__Your objective__. Please find all lines in the data that hold the string "already" and copy them.

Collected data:
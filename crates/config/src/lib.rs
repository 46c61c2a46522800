//! Spillway Configuration
//!
//! Typed configuration sections with sensible defaults.
//! A zero-value config should just work - only specify what you need to
//! change. Loading from files or the environment is the embedding
//! application's job; this crate only defines the sections, their defaults,
//! and their validation rules.
//!
//! # Sections
//!
//! - [`BufferConfig`] - queue capacity, high-volume tables, shard count
//! - [`WalConfig`] - durable-log location and retention
//! - [`DrainConfig`] - worker pool sizing, drain quanta, wait intervals
//! - [`EngineConfig`] - everything above, composed
//!
//! # Example
//!
//! ```
//! use spillway_config::EngineConfig;
//!
//! let config = EngineConfig::default()
//!     .with_high_volume_tables(["EDR_DATA"])
//!     .with_max_shards_per_table(8);
//! config.validate().unwrap();
//! ```

mod buffer;
mod drain;
mod engine;
mod error;
mod wal;

pub use buffer::BufferConfig;
pub use drain::DrainConfig;
pub use engine::EngineConfig;
pub use error::{ConfigError, Result};
pub use wal::WalConfig;
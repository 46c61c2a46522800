//! Drain scheduler - ticked scans over the buffer registry
//!
//! Every tick the scheduler reaps finished drain tasks, claims queues
//! that have buffered rows, and hands each claimed queue to the bounded
//! drain pool. A claim that cannot be handed over because the pool is
//! saturated stays claimed and is never retried; the partition sits
//! parked until the process restarts. Holding the claim is what keeps a
//! partition from ever having two drains at once.

use std::sync::Arc;
use std::time::Duration;

use parking_lot::Mutex;
use tokio::sync::Semaphore;
use tokio::task::{JoinHandle, JoinSet};
use tokio::time::MissedTickBehavior;
use tokio_util::sync::CancellationToken;

use spillway_buffer::BufferRegistry;
use spillway_channel::ChannelRegistry;
use spillway_config::DrainConfig;

use crate::metrics::DrainMetrics;
use crate::work_set::WorkSet;
use crate::worker::PartitionDrainWorker;

/// Schedules partition drains over every buffered row queue.
///
/// Cloning is cheap; clones share the same scheduler state.
#[derive(Clone)]
pub struct DrainScheduler {
    inner: Arc<Inner>,
}

struct Inner {
    registry: Arc<BufferRegistry>,
    worker: PartitionDrainWorker,
    work_set: WorkSet,
    /// Caps drains actually running; queued submissions wait on it
    workers: Arc<Semaphore>,
    /// Running plus waiting submissions tolerated before rejecting
    max_in_flight: usize,
    tick_interval: Duration,
    metrics: Arc<DrainMetrics>,
    cancel: CancellationToken,
    handle: Mutex<Option<JoinHandle<()>>>,
}

impl DrainScheduler {
    /// Create a scheduler over the given buffers and channels.
    ///
    /// `epoch_millis` is stamped into every offset token the drains emit.
    pub fn new(
        registry: Arc<BufferRegistry>,
        channels: Arc<ChannelRegistry>,
        epoch_millis: u64,
        config: DrainConfig,
    ) -> Self {
        let metrics = Arc::new(DrainMetrics::new());
        let worker = PartitionDrainWorker::new(
            epoch_millis,
            channels,
            config.clone(),
            Arc::clone(&metrics),
        );

        Self {
            inner: Arc::new(Inner {
                registry,
                worker,
                work_set: WorkSet::new(),
                workers: Arc::new(Semaphore::new(config.worker_count)),
                max_in_flight: config.max_in_flight(),
                tick_interval: config.tick_interval,
                metrics,
                cancel: CancellationToken::new(),
                handle: Mutex::new(None),
            }),
        }
    }

    /// Spawn the tick loop. Calling it twice is a no-op.
    pub fn start(&self) {
        let mut handle = self.inner.handle.lock();
        if handle.is_some() {
            tracing::warn!("drain scheduler already started");
            return;
        }

        let scheduler = self.clone();
        *handle = Some(tokio::spawn(async move { scheduler.run().await }));
    }

    /// Stop the tick loop and wait for in-flight drains to finish.
    pub async fn shutdown(&self) {
        self.inner.cancel.cancel();
        let handle = self.inner.handle.lock().take();
        if let Some(handle) = handle {
            if let Err(e) = handle.await {
                tracing::error!(error = %e, "drain scheduler task failed during shutdown");
            }
        }
    }

    /// Scheduler metrics, shared with its drain workers.
    #[inline]
    pub fn metrics(&self) -> &DrainMetrics {
        &self.inner.metrics
    }

    /// Partitions with a drain queued, running, or parked.
    pub fn claimed_partitions(&self) -> usize {
        self.inner.work_set.claimed_count()
    }

    async fn run(&self) {
        let mut interval = tokio::time::interval(self.inner.tick_interval);
        interval.set_missed_tick_behavior(MissedTickBehavior::Skip);
        let mut tasks = JoinSet::new();

        tracing::info!(
            tick_interval_ms = self.inner.tick_interval.as_millis() as u64,
            max_in_flight = self.inner.max_in_flight,
            "drain scheduler started"
        );

        loop {
            tokio::select! {
                _ = self.inner.cancel.cancelled() => {
                    tracing::info!("drain scheduler received shutdown signal");
                    break;
                }
                _ = interval.tick() => {
                    self.pass(&mut tasks);
                }
            }
        }

        // Let in-flight drains run to completion before returning.
        while let Some(res) = tasks.join_next().await {
            match res {
                Err(e) if e.is_panic() => tracing::error!(error = %e, "drain task panicked"),
                _ => {}
            }
        }

        let snapshot = self.inner.metrics.snapshot();
        tracing::info!(
            ticks = snapshot.ticks,
            drains_succeeded = snapshot.drains_succeeded,
            drains_channel_error = snapshot.drains_channel_error,
            drains_unexpected_error = snapshot.drains_unexpected_error,
            rows_drained = snapshot.rows_drained,
            "drain scheduler stopped"
        );
    }

    /// Run one scheduling pass: reap finished tasks, claim queues with
    /// buffered rows, dispatch the claims to the pool.
    pub fn pass(&self, tasks: &mut JoinSet<()>) {
        self.inner.metrics.record_tick();
        self.reap(tasks);
        self.scan();
        self.dispatch(tasks);
    }

    /// Collect finished drain tasks so the in-flight count stays honest.
    fn reap(&self, tasks: &mut JoinSet<()>) {
        while let Some(res) = tasks.try_join_next() {
            match res {
                Err(e) if e.is_panic() => tracing::error!(error = %e, "drain task panicked"),
                _ => {}
            }
        }
    }

    /// Claim every queue that has rows and no drain queued or in flight.
    fn scan(&self) {
        self.inner.registry.for_each(|key, queue| {
            if queue.has_outstanding() && self.inner.work_set.try_claim(key) {
                tracing::trace!(key = %key, "claimed partition for drain");
                self.inner.metrics.record_claimed();
            }
        });
    }

    /// Hand claimed queues to the pool, bounded by `max_in_flight`.
    fn dispatch(&self, tasks: &mut JoinSet<()>) {
        for key in self.inner.work_set.take_pending() {
            if tasks.len() >= self.inner.max_in_flight {
                tracing::warn!(
                    key = %key,
                    in_flight = tasks.len(),
                    "drain pool saturated, submission rejected; partition stays parked until restart"
                );
                self.inner.metrics.record_rejected();
                continue;
            }

            let Some(queue) = self.inner.registry.get(&key) else {
                tracing::warn!(key = %key, "claimed partition has no queue, releasing");
                self.inner.work_set.release(&key);
                continue;
            };

            self.inner.metrics.record_dispatched();
            let inner = Arc::clone(&self.inner);
            tasks.spawn(async move {
                let _permit = match Arc::clone(&inner.workers).acquire_owned().await {
                    Ok(permit) => permit,
                    Err(_) => {
                        // Semaphore closed; nothing will run, free the key.
                        inner.work_set.release(&key);
                        return;
                    }
                };

                let reason = inner.worker.drain(queue.as_ref()).await;
                tracing::debug!(key = %key, reason = %reason, "drain task finished");
                inner.work_set.release(&key);
            });
        }
    }
}

impl std::fmt::Debug for DrainScheduler {
    fn fmt(&self, f: &mut std::fmt::Formatter<'_>) -> std::fmt::Result {
        f.debug_struct("DrainScheduler")
            .field("claimed_partitions", &self.claimed_partitions())
            .field("max_in_flight", &self.inner.max_in_flight)
            .finish_non_exhaustive()
    }
}
use std::sync::Arc;
use std::time::Duration;

use spillway_buffer::RowQueue;
use spillway_channel::testing::RecordingOpener;
use spillway_channel::{ChannelOpener, ChannelRegistry};
use spillway_config::{DrainConfig, WalConfig};
use spillway_protocol::{OffsetToken, PartitionIndex, Row, RowQueueKey, TableRef};
use spillway_wal::DurableLog;

use crate::error::DrainTaskError;
use crate::metrics::DrainMetrics;
use crate::worker::{CommitWaitOutcome, PartitionDrainWorker, TerminationReason};

/// Fixed process epoch for deterministic tokens.
const EPOCH: u64 = 1234;

fn key(table: &str, partition: i64) -> RowQueueKey {
    RowQueueKey::new(
        TableRef::new("db", "public", table),
        PartitionIndex::new(partition),
    )
}

fn row(n: u64) -> Row {
    let mut row = Row::new();
    row.insert("n".to_string(), serde_json::json!(n));
    row
}

fn rows(count: u64) -> Vec<Row> {
    (0..count).map(row).collect()
}

/// Config with intervals shrunk so drains finish in milliseconds.
fn fast_config() -> DrainConfig {
    DrainConfig::default()
        .with_max_drain_duration(Duration::from_millis(200))
        .with_empty_poll_interval(Duration::from_millis(2))
        .with_commit_poll_interval(Duration::from_millis(10))
        .with_max_commit_wait(Duration::from_millis(100))
}

fn worker_over(opener: &Arc<RecordingOpener>, config: DrainConfig) -> PartitionDrainWorker {
    let channels = Arc::new(ChannelRegistry::new(
        Arc::clone(opener) as Arc<dyn ChannelOpener>
    ));
    PartitionDrainWorker::new(EPOCH, channels, config, Arc::new(DrainMetrics::new()))
}

// ============================================================================
// Drain loop
// ============================================================================

#[tokio::test]
async fn test_drains_all_rows_in_offset_order() {
    let k = key("events", 0);
    let queue = RowQueue::in_memory(k.clone(), 100);
    queue.enqueue_batch(rows(2));

    let opener = Arc::new(RecordingOpener::new());
    let channel = opener.channel(&k);
    let worker = worker_over(&opener, fast_config().with_max_records_per_drain(2));

    let reason = worker.drain(&queue).await;

    assert_eq!(reason, TerminationReason::Success);
    assert_eq!(channel.appended_tokens(), vec!["0-1234", "1-1234"]);
    assert!(!queue.has_outstanding());
}

#[tokio::test]
async fn test_row_budget_bounds_a_single_drain() {
    let k = key("events", 0);
    let queue = RowQueue::in_memory(k.clone(), 100);
    queue.enqueue_batch(rows(3));

    let opener = Arc::new(RecordingOpener::new());
    let channel = opener.channel(&k);
    let worker = worker_over(&opener, fast_config().with_max_records_per_drain(1));

    let reason = worker.drain(&queue).await;

    assert_eq!(reason, TerminationReason::Success);
    assert_eq!(channel.appended_tokens(), vec!["0-1234"]);
    assert_eq!(queue.pending_rows(), 2);
}

#[tokio::test]
async fn test_empty_drain_sends_nothing_and_skips_the_commit_wait() {
    let k = key("events", 0);
    let queue = RowQueue::in_memory(k.clone(), 100);

    let opener = Arc::new(RecordingOpener::new());
    let channel = opener.channel(&k);
    // A commit poll would fault the drain; sending nothing must not poll.
    channel.set_fail_commit_polls(true);

    let config = fast_config().with_max_drain_duration(Duration::from_millis(30));
    let worker = worker_over(&opener, config);

    let reason = worker.drain(&queue).await;

    assert_eq!(reason, TerminationReason::Success);
    assert_eq!(channel.append_count(), 0);
}

#[tokio::test]
async fn test_validation_errors_do_not_abort_the_drain() {
    let k = key("events", 0);
    let queue = RowQueue::in_memory(k.clone(), 100);
    queue.enqueue_batch(rows(3));

    let opener = Arc::new(RecordingOpener::new());
    let channel = opener.channel(&k);
    channel.reject_rows_with("NUMBER out of range");

    let worker = worker_over(&opener, fast_config().with_max_records_per_drain(3));
    let reason = worker.drain(&queue).await;

    // Flagged rows still count as sent and their tokens still advance.
    assert_eq!(reason, TerminationReason::Success);
    assert_eq!(channel.append_count(), 3);
    assert!(!queue.has_outstanding());
}

#[tokio::test]
async fn test_worker_records_rows_and_termination() {
    let k = key("events", 0);
    let queue = RowQueue::in_memory(k.clone(), 100);
    queue.enqueue_batch(rows(2));

    let opener = Arc::new(RecordingOpener::new());
    let channels = Arc::new(ChannelRegistry::new(
        Arc::clone(&opener) as Arc<dyn ChannelOpener>
    ));
    let metrics = Arc::new(DrainMetrics::new());
    let worker = PartitionDrainWorker::new(
        EPOCH,
        channels,
        fast_config().with_max_records_per_drain(2),
        Arc::clone(&metrics),
    );

    worker.drain(&queue).await;

    let snapshot = metrics.snapshot();
    assert_eq!(snapshot.rows_drained, 2);
    assert_eq!(snapshot.drains_succeeded, 1);
}

// ============================================================================
// Channel faults
// ============================================================================

#[tokio::test]
async fn test_channel_fault_abandons_the_drain() {
    let k = key("events", 0);
    let queue = RowQueue::in_memory(k.clone(), 100);
    queue.enqueue_batch(rows(2));

    let opener = Arc::new(RecordingOpener::new());
    let channel = opener.channel(&k);
    channel.fail_next_append();

    let worker = worker_over(&opener, fast_config().with_max_records_per_drain(2));
    let reason = worker.drain(&queue).await;

    assert_eq!(reason, TerminationReason::ChannelError);
    assert_eq!(channel.append_count(), 0);
    // The faulted handle was invalidated and closed.
    assert!(channel.is_closed());
    // The popped row is gone from the queue; only the second row remains.
    assert_eq!(queue.pending_rows(), 1);
}

#[tokio::test]
async fn test_drain_resumes_at_the_next_offset_after_a_fault() {
    let k = key("events", 0);
    let queue = RowQueue::in_memory(k.clone(), 100);
    queue.enqueue_batch(rows(2));

    let opener = Arc::new(RecordingOpener::new());
    let channel = opener.channel(&k);
    channel.fail_next_append();

    let worker = worker_over(&opener, fast_config().with_max_records_per_drain(1));

    assert_eq!(worker.drain(&queue).await, TerminationReason::ChannelError);
    assert_eq!(worker.drain(&queue).await, TerminationReason::Success);

    // Offset 0 went down with the fault; the second drain reopened the
    // channel and carried on from offset 1.
    assert_eq!(channel.appended_tokens(), vec!["1-1234"]);
    assert_eq!(opener.open_count(), 2);
    assert!(!queue.has_outstanding());
}

#[tokio::test]
async fn test_wal_queue_keeps_the_faulted_row_recoverable() {
    let dir = tempfile::tempdir().unwrap();
    let log = Arc::new(
        DurableLog::open(&WalConfig::default().with_path(dir.path())).unwrap(),
    );

    let k = key("events", 0);
    let queue = RowQueue::wal_backed(k.clone(), 100, Arc::clone(&log));
    queue.enqueue_batch(rows(2));

    let opener = Arc::new(RecordingOpener::new());
    opener.channel(&k).fail_next_append();

    let worker = worker_over(&opener, fast_config().with_max_records_per_drain(2));
    let reason = worker.drain(&queue).await;

    assert_eq!(reason, TerminationReason::ChannelError);
    // The queue has moved past offset 0, but its bytes survive in the log.
    assert_eq!(queue.pending_rows(), 1);
    assert!(log.get(&k.log_key(0)).unwrap().is_some());
}

#[tokio::test]
async fn test_invalid_cached_channel_is_reopened_once() {
    let k = key("events", 0);
    let queue = RowQueue::in_memory(k.clone(), 100);
    queue.enqueue_batch(rows(1));

    let opener = Arc::new(RecordingOpener::new());
    let channels = Arc::new(ChannelRegistry::new(
        Arc::clone(&opener) as Arc<dyn ChannelOpener>
    ));
    // Seed the cache, then break the handle behind the registry's back.
    channels.channel_for(&k).await.unwrap();
    opener.channel(&k).mark_invalid();

    let worker = PartitionDrainWorker::new(
        EPOCH,
        channels,
        fast_config().with_max_records_per_drain(1),
        Arc::new(DrainMetrics::new()),
    );

    let reason = worker.drain(&queue).await;

    assert_eq!(reason, TerminationReason::Success);
    assert_eq!(opener.open_count(), 2);
    assert_eq!(opener.channel(&k).append_count(), 1);
}

#[tokio::test]
async fn test_open_failure_is_an_unexpected_error() {
    let k = key("events", 0);
    let queue = RowQueue::in_memory(k.clone(), 100);
    queue.enqueue_batch(rows(1));

    let opener = Arc::new(RecordingOpener::new());
    opener.set_fail_opens(true);

    let worker = worker_over(&opener, fast_config());
    let reason = worker.drain(&queue).await;

    assert_eq!(reason, TerminationReason::UnexpectedError);
    // Nothing was popped; the row is still there for the next attempt.
    assert_eq!(queue.pending_rows(), 1);
}

#[tokio::test]
async fn test_commit_poll_fault_is_an_unexpected_error() {
    let k = key("events", 0);
    let queue = RowQueue::in_memory(k.clone(), 100);
    queue.enqueue_batch(rows(1));

    let opener = Arc::new(RecordingOpener::new());
    let channel = opener.channel(&k);
    channel.set_fail_commit_polls(true);

    let worker = worker_over(&opener, fast_config().with_max_records_per_drain(1));
    let reason = worker.drain(&queue).await;

    assert_eq!(reason, TerminationReason::UnexpectedError);
    // The row had already been sent before the wait failed.
    assert_eq!(channel.append_count(), 1);
}

// ============================================================================
// Commit wait
// ============================================================================

#[tokio::test]
async fn test_commit_wait_matches_when_offsets_line_up() {
    let k = key("events", 0);
    let opener = Arc::new(RecordingOpener::new());
    let channel = opener.channel(&k);
    // An older epoch is fine; only the offset has to line up.
    channel.set_committed_token("5-1000");

    let worker = worker_over(&opener, fast_config());
    let outcome = worker
        .wait_for_commit(channel.as_ref(), Some(OffsetToken::new(5, EPOCH)))
        .await
        .unwrap();

    assert_eq!(outcome, CommitWaitOutcome::OffsetMatched);
}

#[tokio::test]
async fn test_commit_wait_never_matches_a_lagging_sink() {
    let k = key("events", 0);
    let opener = Arc::new(RecordingOpener::new());
    let channel = opener.channel(&k);
    channel.set_committed_token("3-1234");

    let worker = worker_over(&opener, fast_config());
    let outcome = worker
        .wait_for_commit(channel.as_ref(), Some(OffsetToken::new(7, EPOCH)))
        .await
        .unwrap();

    assert_eq!(outcome, CommitWaitOutcome::OffsetNeverMatched);
}

#[tokio::test]
async fn test_commit_wait_flags_a_newer_process_epoch() {
    let k = key("events", 0);
    let opener = Arc::new(RecordingOpener::new());
    let channel = opener.channel(&k);
    // Offset matches, but the epoch is newer than this process; the
    // epoch check wins.
    channel.set_committed_token(format!("0-{}", EPOCH + 1));

    let worker = worker_over(&opener, fast_config());
    let outcome = worker
        .wait_for_commit(channel.as_ref(), Some(OffsetToken::new(0, EPOCH)))
        .await
        .unwrap();

    assert_eq!(outcome, CommitWaitOutcome::InvalidEpoch);
}

#[tokio::test]
async fn test_commit_wait_ignores_absent_and_empty_tokens() {
    let k = key("events", 0);
    let opener = Arc::new(RecordingOpener::new());
    let channel = opener.channel(&k);
    let worker = worker_over(&opener, fast_config());
    let sent = Some(OffsetToken::new(0, EPOCH));

    // Nothing committed yet: every poll comes back empty-handed.
    let outcome = worker
        .wait_for_commit(channel.as_ref(), sent)
        .await
        .unwrap();
    assert_eq!(outcome, CommitWaitOutcome::OffsetNeverMatched);

    // An empty token is treated the same as no token.
    channel.set_committed_token("");
    let outcome = worker
        .wait_for_commit(channel.as_ref(), sent)
        .await
        .unwrap();
    assert_eq!(outcome, CommitWaitOutcome::OffsetNeverMatched);
}

#[tokio::test]
async fn test_commit_wait_skips_polling_when_nothing_was_sent() {
    let k = key("events", 0);
    let opener = Arc::new(RecordingOpener::new());
    let channel = opener.channel(&k);
    channel.set_fail_commit_polls(true);

    let worker = worker_over(&opener, fast_config());
    let outcome = worker
        .wait_for_commit(channel.as_ref(), None)
        .await
        .unwrap();

    assert_eq!(outcome, CommitWaitOutcome::OffsetMatched);
}

#[tokio::test]
async fn test_commit_wait_surfaces_poll_faults() {
    let k = key("events", 0);
    let opener = Arc::new(RecordingOpener::new());
    let channel = opener.channel(&k);
    channel.set_fail_commit_polls(true);

    let worker = worker_over(&opener, fast_config());
    let err = worker
        .wait_for_commit(channel.as_ref(), Some(OffsetToken::new(0, EPOCH)))
        .await
        .unwrap_err();

    assert!(matches!(err, DrainTaskError::Channel(_)));
}

#[tokio::test]
async fn test_commit_wait_rejects_a_malformed_committed_token() {
    let k = key("events", 0);
    let opener = Arc::new(RecordingOpener::new());
    let channel = opener.channel(&k);
    channel.set_committed_token("not-a-token-at-all");

    let worker = worker_over(&opener, fast_config());
    let err = worker
        .wait_for_commit(channel.as_ref(), Some(OffsetToken::new(0, EPOCH)))
        .await
        .unwrap_err();

    assert!(matches!(err, DrainTaskError::Protocol(_)));
}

__Response__.
            tracing::warn!("drain scheduler already started");
    // The row had already been sent before the wait failed.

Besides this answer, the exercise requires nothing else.